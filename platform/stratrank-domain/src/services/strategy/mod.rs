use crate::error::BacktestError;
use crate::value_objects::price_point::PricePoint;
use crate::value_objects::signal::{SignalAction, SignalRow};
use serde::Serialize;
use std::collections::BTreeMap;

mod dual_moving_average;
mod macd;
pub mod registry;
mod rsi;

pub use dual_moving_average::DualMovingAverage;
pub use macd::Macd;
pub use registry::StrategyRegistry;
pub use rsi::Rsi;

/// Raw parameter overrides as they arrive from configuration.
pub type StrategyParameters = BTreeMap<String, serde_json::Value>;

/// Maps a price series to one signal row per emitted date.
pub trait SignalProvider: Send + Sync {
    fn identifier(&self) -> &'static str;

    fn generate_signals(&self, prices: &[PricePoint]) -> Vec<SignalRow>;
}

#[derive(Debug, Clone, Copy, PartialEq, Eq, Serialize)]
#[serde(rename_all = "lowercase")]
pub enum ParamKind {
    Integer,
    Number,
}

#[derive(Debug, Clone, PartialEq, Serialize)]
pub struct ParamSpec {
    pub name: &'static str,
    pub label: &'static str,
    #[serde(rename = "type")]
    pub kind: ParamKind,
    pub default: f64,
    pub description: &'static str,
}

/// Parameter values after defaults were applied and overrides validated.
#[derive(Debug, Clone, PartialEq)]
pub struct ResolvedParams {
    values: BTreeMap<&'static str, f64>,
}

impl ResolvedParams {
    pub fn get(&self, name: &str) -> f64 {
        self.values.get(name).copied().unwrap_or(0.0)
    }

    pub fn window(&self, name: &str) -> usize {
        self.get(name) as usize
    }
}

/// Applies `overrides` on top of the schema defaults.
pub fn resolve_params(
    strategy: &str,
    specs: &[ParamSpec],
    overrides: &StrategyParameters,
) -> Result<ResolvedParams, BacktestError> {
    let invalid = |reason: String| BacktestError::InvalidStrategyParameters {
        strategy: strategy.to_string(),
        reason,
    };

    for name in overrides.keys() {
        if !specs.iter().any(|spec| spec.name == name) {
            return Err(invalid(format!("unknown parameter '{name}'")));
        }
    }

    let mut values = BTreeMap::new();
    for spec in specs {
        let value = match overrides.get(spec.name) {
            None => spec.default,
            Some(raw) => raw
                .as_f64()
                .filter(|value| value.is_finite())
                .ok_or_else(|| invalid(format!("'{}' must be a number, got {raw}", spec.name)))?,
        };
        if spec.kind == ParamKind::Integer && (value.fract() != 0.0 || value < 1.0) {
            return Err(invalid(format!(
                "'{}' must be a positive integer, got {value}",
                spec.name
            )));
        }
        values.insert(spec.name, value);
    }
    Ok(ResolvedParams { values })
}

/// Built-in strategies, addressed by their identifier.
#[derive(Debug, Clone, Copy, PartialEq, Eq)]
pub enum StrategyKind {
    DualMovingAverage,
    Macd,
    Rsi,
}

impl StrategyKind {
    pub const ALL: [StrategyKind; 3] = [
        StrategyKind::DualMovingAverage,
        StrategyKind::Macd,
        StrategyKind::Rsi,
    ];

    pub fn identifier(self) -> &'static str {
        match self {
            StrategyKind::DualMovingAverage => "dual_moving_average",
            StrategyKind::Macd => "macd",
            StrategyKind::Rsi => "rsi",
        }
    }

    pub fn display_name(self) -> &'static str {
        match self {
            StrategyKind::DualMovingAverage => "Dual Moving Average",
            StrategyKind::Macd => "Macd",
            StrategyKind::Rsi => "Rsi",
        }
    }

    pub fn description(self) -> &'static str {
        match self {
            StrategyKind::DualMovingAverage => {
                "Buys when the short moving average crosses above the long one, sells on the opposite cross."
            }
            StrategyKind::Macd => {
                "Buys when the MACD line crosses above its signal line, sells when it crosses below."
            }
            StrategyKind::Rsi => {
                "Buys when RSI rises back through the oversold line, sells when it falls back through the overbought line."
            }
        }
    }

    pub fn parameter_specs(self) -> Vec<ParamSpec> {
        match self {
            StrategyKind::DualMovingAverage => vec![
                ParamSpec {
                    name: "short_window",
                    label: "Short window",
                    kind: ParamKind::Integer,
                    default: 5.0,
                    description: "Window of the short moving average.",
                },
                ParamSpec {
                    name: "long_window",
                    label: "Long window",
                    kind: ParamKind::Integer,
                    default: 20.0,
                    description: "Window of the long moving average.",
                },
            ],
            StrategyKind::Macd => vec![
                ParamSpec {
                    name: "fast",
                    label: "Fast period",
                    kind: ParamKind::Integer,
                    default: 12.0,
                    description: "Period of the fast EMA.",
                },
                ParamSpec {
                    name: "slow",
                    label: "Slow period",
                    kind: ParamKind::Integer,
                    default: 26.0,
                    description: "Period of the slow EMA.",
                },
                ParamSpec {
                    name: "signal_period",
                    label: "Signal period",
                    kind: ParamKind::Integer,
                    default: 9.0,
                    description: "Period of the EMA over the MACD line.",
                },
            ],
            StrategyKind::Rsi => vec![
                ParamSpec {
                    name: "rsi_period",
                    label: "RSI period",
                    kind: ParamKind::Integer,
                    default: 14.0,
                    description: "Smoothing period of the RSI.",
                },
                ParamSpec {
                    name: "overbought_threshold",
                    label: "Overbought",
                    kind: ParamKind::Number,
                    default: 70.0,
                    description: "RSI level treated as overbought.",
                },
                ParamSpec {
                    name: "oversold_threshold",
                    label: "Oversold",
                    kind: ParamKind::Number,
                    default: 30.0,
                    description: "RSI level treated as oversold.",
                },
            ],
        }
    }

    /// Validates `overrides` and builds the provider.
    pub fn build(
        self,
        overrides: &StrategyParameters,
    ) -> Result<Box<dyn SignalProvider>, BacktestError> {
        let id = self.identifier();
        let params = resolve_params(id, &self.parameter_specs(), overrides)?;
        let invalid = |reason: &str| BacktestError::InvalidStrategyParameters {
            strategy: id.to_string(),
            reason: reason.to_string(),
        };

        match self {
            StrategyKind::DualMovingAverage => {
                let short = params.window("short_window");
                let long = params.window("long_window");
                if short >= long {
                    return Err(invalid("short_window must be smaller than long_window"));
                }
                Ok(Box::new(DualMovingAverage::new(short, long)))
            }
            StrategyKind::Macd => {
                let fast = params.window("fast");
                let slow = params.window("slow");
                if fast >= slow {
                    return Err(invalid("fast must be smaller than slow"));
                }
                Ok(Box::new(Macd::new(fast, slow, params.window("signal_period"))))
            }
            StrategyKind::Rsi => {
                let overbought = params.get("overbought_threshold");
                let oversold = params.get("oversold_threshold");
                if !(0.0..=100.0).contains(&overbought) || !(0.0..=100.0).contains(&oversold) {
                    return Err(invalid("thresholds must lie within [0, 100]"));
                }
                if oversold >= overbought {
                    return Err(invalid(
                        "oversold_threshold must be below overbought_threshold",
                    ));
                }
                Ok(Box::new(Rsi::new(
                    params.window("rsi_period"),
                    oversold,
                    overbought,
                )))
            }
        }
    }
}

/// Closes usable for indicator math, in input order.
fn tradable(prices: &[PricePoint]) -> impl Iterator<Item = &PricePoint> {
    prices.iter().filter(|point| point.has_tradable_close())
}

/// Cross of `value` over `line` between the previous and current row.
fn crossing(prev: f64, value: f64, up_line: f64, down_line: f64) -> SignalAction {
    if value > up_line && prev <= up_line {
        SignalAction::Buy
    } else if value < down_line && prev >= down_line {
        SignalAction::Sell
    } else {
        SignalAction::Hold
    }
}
· · · · ·
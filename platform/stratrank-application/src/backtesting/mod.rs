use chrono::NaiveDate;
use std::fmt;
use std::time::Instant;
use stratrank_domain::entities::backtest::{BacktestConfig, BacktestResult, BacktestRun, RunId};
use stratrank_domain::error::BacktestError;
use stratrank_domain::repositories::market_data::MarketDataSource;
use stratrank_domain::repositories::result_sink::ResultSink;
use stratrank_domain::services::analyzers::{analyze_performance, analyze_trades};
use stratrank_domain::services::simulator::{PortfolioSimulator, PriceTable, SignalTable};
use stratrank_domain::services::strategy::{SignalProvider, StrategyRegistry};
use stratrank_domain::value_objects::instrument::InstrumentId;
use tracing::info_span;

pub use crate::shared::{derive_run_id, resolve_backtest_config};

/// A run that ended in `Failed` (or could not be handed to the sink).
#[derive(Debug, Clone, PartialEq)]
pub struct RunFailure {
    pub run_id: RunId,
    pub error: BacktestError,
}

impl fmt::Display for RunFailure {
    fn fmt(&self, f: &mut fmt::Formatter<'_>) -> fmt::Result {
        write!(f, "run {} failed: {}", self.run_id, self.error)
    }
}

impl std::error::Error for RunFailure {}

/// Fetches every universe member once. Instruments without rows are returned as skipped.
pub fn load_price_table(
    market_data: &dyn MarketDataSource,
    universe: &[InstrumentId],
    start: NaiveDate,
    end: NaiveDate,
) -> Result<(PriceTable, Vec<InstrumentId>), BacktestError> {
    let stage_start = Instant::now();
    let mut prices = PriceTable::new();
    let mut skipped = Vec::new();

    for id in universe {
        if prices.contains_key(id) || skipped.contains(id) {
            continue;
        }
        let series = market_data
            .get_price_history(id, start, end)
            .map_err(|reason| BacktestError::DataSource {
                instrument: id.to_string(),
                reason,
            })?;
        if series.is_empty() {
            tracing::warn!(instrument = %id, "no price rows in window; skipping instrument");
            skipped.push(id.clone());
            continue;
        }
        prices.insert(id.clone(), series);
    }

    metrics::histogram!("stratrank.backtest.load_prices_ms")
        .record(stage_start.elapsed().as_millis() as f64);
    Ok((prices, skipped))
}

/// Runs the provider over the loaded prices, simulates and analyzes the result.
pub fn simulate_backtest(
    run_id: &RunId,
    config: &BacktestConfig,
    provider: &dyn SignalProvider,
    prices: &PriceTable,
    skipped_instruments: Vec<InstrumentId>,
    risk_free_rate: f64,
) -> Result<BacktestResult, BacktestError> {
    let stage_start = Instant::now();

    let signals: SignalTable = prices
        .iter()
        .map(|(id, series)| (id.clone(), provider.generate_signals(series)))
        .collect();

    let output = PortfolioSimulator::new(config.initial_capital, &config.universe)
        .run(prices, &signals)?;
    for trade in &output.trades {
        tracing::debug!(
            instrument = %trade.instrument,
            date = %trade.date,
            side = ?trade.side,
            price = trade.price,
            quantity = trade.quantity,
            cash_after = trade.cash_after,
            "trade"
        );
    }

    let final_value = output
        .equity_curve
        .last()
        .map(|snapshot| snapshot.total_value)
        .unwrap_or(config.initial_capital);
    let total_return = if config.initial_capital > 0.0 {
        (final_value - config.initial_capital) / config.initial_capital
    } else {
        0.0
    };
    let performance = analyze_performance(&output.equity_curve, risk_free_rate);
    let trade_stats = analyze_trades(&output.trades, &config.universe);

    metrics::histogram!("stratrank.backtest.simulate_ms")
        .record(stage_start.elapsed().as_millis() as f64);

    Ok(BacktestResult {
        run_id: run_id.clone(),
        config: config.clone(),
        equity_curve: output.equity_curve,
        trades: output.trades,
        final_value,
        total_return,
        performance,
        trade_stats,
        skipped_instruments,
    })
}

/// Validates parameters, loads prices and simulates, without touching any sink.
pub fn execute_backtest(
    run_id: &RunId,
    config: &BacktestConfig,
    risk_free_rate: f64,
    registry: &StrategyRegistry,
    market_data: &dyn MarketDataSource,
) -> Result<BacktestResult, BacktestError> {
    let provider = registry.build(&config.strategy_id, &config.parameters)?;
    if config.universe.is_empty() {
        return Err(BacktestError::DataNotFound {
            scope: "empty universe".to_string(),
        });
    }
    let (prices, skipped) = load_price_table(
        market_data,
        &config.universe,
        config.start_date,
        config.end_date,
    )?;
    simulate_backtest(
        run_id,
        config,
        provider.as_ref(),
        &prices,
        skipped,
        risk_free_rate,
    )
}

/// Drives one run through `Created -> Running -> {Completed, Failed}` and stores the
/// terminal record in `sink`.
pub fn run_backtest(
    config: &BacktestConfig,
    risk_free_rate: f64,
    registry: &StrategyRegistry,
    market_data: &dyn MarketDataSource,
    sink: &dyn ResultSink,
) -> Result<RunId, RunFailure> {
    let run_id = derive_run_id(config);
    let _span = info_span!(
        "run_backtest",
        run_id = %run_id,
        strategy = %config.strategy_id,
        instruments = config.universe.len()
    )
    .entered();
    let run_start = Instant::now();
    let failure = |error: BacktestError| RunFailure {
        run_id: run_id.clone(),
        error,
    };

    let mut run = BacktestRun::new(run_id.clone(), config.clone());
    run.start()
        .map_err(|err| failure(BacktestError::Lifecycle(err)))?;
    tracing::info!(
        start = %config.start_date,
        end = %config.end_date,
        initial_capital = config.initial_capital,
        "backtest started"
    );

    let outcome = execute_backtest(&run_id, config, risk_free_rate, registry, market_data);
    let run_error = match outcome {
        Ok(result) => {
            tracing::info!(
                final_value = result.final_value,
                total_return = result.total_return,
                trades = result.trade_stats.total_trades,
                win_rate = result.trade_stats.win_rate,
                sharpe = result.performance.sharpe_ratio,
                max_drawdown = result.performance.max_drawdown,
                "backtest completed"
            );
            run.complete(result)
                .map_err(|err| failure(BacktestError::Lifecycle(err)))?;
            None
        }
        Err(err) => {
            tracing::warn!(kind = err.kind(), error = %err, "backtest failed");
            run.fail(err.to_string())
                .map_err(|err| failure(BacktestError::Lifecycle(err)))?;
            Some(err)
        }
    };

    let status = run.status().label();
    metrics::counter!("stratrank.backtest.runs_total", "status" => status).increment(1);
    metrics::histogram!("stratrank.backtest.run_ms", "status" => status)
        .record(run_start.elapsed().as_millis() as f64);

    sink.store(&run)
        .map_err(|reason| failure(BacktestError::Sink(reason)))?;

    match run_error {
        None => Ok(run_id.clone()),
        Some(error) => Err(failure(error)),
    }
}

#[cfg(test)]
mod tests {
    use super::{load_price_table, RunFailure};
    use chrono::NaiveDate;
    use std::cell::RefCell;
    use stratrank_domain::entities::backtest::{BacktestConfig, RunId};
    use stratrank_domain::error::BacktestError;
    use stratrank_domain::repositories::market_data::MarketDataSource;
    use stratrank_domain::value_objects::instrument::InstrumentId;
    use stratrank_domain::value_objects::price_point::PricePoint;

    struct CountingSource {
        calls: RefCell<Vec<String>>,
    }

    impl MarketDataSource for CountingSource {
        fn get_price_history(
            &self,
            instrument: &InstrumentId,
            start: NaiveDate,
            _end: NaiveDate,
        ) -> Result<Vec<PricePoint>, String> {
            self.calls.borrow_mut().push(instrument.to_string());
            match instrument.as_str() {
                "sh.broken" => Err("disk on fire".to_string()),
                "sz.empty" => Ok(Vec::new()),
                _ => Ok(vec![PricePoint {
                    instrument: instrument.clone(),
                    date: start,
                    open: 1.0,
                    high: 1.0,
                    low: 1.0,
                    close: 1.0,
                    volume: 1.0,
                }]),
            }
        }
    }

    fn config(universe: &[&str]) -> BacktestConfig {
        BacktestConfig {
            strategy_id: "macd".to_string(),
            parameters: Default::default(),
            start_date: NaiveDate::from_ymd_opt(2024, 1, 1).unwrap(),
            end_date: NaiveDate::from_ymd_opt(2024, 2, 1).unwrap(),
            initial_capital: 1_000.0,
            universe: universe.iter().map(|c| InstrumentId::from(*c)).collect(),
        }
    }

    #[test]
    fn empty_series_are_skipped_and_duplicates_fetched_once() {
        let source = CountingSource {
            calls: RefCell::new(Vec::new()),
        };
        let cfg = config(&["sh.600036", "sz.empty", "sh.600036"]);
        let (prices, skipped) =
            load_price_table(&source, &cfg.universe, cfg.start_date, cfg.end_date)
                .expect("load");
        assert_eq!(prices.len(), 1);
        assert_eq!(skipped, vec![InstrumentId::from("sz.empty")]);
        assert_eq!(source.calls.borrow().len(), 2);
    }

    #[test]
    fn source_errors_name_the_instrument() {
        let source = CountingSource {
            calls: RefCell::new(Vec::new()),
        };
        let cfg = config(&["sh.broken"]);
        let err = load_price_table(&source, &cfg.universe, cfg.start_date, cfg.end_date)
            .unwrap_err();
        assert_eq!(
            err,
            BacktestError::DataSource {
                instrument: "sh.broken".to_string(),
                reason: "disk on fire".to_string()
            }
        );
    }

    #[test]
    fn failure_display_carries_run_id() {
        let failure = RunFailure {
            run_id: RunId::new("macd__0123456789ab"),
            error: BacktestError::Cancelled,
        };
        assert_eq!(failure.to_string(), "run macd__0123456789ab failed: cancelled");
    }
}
· · · · ·
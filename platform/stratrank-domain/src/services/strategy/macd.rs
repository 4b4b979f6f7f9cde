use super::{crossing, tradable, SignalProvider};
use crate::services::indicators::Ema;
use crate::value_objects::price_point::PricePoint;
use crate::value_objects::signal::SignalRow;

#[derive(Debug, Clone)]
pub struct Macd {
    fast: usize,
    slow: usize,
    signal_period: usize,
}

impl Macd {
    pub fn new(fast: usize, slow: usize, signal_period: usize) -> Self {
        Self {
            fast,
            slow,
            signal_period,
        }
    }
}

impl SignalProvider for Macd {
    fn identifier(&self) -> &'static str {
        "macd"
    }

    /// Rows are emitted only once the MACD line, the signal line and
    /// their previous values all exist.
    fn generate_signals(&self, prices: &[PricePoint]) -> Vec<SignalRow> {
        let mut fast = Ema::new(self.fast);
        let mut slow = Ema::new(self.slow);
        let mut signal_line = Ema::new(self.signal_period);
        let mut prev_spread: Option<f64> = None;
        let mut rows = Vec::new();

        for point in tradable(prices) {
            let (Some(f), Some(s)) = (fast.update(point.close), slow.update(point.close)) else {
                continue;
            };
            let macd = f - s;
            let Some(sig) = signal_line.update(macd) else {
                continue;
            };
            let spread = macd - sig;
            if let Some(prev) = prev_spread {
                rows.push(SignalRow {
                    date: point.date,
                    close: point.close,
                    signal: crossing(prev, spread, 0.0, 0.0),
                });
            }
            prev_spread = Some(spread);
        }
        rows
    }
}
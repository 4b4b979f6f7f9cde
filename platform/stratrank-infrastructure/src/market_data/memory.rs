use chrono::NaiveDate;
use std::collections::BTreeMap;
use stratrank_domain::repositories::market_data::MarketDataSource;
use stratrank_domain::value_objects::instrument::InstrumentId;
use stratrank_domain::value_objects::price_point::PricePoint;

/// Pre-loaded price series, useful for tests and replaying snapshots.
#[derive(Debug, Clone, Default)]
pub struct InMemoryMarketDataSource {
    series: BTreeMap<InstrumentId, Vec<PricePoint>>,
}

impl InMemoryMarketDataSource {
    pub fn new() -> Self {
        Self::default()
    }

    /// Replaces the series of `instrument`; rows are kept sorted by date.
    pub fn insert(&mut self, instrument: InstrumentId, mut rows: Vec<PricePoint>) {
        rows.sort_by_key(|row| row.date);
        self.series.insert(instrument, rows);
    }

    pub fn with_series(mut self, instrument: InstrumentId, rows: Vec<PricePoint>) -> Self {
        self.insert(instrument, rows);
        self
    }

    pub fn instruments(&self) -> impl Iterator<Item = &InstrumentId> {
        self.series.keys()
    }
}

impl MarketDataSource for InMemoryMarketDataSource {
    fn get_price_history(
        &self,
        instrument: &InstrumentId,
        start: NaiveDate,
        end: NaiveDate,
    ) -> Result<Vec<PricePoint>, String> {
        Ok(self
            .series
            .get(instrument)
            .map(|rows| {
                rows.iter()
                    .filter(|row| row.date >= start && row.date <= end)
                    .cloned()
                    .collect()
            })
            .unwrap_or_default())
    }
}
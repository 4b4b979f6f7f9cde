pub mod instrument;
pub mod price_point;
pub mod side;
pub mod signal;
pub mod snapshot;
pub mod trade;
· · · · ·
- PROBLEM REQUIREMENTS:
Could you return exactly the lines above from the line with "impl MarketDataSource for InMemoryMarketDataSource" to the line with "pub mod trade;", both included, and nothing else?

- RESULT FOR THIS TASK:
impl MarketDataSource for InMemoryMarketDataSource {
    fn get_price_history(
        &self,
        instrument: &InstrumentId,
        start: NaiveDate,
        end: NaiveDate,
    ) -> Result<Vec<PricePoint>, String> {
        Ok(self
            .series
            .get(instrument)
            .map(|rows| {
                rows.iter()
                    .filter(|row| row.date >= start && row.date <= end)
                    .cloned()
                    .collect()
            })
            .unwrap_or_default())
    }
}
repository 4b4b979f6f7f9cde
pub mod instrument;
pub mod price_point;
pub mod side;
pub mod signal;
pub mod snapshot;
pub mod trade;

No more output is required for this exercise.